**EXERCISE GOAL**
All lines from the first line of the material up to and including the line with "x-axis points from" must be copied exactly, and no others.

**SUPPLIED RECORDS**
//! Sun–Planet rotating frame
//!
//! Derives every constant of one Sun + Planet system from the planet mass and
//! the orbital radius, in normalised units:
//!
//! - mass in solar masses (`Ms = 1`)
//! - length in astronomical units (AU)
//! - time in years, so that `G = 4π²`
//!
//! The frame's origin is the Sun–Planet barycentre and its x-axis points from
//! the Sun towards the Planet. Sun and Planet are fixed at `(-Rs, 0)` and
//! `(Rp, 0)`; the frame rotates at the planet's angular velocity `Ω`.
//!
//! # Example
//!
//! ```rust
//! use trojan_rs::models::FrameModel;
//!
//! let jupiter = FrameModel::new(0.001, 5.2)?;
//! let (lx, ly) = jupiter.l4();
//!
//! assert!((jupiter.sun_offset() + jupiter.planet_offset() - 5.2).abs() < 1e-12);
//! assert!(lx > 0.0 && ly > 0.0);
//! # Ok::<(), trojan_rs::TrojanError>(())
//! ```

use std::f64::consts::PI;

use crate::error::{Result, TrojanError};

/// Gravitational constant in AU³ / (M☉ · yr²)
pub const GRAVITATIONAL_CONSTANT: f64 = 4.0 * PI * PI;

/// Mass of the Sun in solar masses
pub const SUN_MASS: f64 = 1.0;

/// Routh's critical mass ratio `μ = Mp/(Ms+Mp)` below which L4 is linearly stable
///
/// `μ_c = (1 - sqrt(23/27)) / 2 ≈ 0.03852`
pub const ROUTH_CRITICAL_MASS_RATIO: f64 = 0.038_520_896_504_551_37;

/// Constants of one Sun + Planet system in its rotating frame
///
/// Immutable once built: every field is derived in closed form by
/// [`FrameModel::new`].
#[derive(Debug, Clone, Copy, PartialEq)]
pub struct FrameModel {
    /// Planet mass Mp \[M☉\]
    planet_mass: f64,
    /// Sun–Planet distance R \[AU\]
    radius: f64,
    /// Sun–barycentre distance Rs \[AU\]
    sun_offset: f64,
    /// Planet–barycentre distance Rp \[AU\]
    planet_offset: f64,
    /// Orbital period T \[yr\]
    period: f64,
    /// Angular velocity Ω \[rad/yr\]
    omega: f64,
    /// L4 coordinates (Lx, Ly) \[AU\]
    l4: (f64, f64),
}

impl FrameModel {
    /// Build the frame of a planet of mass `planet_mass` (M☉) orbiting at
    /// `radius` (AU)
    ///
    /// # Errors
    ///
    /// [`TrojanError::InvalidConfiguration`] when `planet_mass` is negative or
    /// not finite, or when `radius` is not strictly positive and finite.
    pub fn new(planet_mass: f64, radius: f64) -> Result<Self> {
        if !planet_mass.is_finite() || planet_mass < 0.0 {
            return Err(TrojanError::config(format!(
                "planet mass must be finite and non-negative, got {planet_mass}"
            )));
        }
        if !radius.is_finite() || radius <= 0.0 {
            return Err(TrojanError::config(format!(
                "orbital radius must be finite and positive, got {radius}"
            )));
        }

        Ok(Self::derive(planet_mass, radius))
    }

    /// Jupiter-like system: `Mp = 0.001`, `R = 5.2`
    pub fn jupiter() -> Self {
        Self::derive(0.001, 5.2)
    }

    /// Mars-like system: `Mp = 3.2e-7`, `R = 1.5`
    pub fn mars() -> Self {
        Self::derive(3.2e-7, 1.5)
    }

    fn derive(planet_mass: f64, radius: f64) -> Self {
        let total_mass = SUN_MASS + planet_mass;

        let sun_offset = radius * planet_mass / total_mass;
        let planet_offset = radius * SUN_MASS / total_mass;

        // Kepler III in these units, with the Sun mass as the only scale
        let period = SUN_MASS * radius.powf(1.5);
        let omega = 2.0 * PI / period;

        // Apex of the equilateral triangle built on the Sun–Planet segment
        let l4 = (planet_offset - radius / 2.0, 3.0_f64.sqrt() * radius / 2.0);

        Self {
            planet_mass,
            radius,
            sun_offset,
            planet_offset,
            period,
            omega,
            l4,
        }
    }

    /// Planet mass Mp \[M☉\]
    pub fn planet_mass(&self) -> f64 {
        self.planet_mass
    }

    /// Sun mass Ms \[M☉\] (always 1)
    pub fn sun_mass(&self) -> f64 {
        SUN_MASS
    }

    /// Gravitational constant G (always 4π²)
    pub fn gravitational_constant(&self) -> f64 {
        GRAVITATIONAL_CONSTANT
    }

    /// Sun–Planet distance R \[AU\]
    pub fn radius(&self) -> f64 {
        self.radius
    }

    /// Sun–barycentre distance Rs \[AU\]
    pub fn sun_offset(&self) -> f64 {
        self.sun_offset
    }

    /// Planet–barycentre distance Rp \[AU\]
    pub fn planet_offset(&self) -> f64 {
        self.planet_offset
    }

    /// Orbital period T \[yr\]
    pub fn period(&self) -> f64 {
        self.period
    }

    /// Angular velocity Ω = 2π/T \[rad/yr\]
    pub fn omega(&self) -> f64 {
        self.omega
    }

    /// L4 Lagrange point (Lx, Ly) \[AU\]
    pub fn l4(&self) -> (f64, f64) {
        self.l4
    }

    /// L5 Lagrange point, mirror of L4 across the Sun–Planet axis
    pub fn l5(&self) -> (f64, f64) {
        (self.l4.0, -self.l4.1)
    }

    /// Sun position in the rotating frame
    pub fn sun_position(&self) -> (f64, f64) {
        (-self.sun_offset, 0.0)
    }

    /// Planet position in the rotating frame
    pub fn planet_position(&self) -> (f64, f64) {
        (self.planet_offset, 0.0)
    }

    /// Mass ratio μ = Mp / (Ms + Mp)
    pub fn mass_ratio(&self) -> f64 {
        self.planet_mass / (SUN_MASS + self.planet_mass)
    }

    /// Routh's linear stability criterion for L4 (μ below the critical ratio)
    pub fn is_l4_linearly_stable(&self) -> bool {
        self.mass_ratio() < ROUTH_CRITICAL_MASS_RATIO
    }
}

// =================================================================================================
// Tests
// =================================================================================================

**EXPECTED ANSWER**
//! Sun–Planet rotating frame
//!
//! Derives every constant of one Sun + Planet system from the planet mass and
//! the orbital radius, in normalised units:
//!
//! - mass in solar masses (`Ms = 1`)
//! - length in astronomical units (AU)
//! - time in years, so that `G = 4π²`
//!
//! The frame's origin is the Sun–Planet barycentre and its x-axis points from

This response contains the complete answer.